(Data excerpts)
+-------+
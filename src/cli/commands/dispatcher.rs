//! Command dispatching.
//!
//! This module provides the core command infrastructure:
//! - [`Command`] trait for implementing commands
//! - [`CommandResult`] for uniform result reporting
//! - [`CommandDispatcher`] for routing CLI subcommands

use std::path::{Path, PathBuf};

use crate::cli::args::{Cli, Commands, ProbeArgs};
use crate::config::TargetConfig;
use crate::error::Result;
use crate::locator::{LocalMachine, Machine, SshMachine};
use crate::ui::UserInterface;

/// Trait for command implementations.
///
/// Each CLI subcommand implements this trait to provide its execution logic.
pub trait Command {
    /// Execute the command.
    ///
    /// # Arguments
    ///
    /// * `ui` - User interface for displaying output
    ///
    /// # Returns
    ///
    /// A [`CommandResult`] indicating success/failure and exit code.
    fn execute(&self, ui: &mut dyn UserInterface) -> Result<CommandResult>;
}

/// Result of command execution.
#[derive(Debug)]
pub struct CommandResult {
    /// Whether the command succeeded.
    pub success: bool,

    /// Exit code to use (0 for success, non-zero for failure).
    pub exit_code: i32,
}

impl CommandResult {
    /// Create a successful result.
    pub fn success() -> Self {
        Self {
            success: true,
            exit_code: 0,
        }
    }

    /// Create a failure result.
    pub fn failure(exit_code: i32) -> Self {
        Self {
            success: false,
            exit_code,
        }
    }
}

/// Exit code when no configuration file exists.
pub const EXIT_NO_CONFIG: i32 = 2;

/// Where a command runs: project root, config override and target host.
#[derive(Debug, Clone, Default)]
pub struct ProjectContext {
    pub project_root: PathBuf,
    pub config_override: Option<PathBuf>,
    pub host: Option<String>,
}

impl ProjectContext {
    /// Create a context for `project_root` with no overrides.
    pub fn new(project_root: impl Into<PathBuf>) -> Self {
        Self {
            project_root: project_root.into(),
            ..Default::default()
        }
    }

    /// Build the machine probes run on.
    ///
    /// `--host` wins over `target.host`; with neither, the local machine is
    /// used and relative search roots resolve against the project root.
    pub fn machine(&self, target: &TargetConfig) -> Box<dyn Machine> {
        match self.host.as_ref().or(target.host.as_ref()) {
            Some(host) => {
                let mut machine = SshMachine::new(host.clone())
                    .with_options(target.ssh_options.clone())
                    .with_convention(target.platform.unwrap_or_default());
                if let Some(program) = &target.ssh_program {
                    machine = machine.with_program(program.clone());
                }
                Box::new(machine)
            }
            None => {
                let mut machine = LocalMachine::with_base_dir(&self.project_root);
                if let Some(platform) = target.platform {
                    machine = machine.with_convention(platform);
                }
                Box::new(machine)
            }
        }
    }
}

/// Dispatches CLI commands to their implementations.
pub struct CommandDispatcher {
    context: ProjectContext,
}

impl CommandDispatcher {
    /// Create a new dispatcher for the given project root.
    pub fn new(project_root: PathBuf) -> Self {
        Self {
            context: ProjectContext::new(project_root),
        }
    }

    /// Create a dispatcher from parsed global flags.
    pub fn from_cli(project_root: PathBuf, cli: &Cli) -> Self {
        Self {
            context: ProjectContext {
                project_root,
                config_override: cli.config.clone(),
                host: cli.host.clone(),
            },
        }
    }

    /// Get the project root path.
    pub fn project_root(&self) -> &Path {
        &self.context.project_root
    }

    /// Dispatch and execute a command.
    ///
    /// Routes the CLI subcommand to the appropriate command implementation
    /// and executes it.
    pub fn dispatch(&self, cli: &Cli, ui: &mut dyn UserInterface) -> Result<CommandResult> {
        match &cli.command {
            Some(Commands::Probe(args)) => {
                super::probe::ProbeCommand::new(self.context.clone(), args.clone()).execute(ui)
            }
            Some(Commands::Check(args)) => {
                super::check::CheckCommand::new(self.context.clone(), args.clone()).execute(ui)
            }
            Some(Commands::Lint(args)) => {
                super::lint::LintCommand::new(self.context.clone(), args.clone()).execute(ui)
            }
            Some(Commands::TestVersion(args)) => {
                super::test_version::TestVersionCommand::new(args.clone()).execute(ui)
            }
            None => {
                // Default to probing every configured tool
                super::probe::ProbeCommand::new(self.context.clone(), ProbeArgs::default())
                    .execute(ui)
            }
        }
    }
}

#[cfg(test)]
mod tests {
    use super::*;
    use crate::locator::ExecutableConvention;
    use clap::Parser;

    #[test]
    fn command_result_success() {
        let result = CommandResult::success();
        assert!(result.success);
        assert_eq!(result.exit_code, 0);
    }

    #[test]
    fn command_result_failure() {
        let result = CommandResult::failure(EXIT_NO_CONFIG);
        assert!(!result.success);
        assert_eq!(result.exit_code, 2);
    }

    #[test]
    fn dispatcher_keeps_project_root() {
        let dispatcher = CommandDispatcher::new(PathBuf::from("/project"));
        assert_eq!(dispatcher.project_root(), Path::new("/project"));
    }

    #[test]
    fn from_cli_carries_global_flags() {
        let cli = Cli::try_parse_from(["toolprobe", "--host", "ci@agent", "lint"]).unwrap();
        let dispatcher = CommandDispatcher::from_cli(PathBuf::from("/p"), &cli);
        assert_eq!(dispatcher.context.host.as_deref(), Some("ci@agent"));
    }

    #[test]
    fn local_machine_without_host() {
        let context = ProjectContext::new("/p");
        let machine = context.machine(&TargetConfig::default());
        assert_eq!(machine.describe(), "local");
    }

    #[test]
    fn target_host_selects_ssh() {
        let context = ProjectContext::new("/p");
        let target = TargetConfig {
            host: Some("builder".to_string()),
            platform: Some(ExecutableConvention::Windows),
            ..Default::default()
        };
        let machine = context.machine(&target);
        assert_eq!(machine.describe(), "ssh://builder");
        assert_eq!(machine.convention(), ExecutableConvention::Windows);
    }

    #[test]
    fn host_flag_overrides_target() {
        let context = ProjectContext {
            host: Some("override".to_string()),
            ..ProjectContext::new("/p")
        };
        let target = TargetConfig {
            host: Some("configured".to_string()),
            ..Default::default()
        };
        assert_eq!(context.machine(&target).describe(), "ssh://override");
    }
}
+-------+
> EXERCISE BRIEF
Look above and return each line of the records exactly, from the very first through the line with "pub struct ProjectContext", both included.

> RESPONSE TO THE TASK
filename src/cli/commands/dispatcher.rs
//! Command dispatching.
//!
//! This module provides the core command infrastructure:
//! - [`Command`] trait for implementing commands
//! - [`CommandResult`] for uniform result reporting
//! - [`CommandDispatcher`] for routing CLI subcommands

use std::path::{Path, PathBuf};

use crate::cli::args::{Cli, Commands, ProbeArgs};
use crate::config::TargetConfig;
use crate::error::Result;
use crate::locator::{LocalMachine, Machine, SshMachine};
use crate::ui::UserInterface;

/// Trait for command implementations.
///
/// Each CLI subcommand implements this trait to provide its execution logic.
pub trait Command {
    /// Execute the command.
    ///
    /// # Arguments
    ///
    /// * `ui` - User interface for displaying output
    ///
    /// # Returns
    ///
    /// A [`CommandResult`] indicating success/failure and exit code.
    fn execute(&self, ui: &mut dyn UserInterface) -> Result<CommandResult>;
}

/// Result of command execution.
#[derive(Debug)]
pub struct CommandResult {
    /// Whether the command succeeded.
    pub success: bool,

    /// Exit code to use (0 for success, non-zero for failure).
    pub exit_code: i32,
}

impl CommandResult {
    /// Create a successful result.
    pub fn success() -> Self {
        Self {
            success: true,
            exit_code: 0,
        }
    }

    /// Create a failure result.
    pub fn failure(exit_code: i32) -> Self {
        Self {
            success: false,
            exit_code,
        }
    }
}

/// Exit code when no configuration file exists.
pub const EXIT_NO_CONFIG: i32 = 2;

/// Where a command runs: project root, config override and target host.
#[derive(Debug, Clone, Default)]
pub struct ProjectContext {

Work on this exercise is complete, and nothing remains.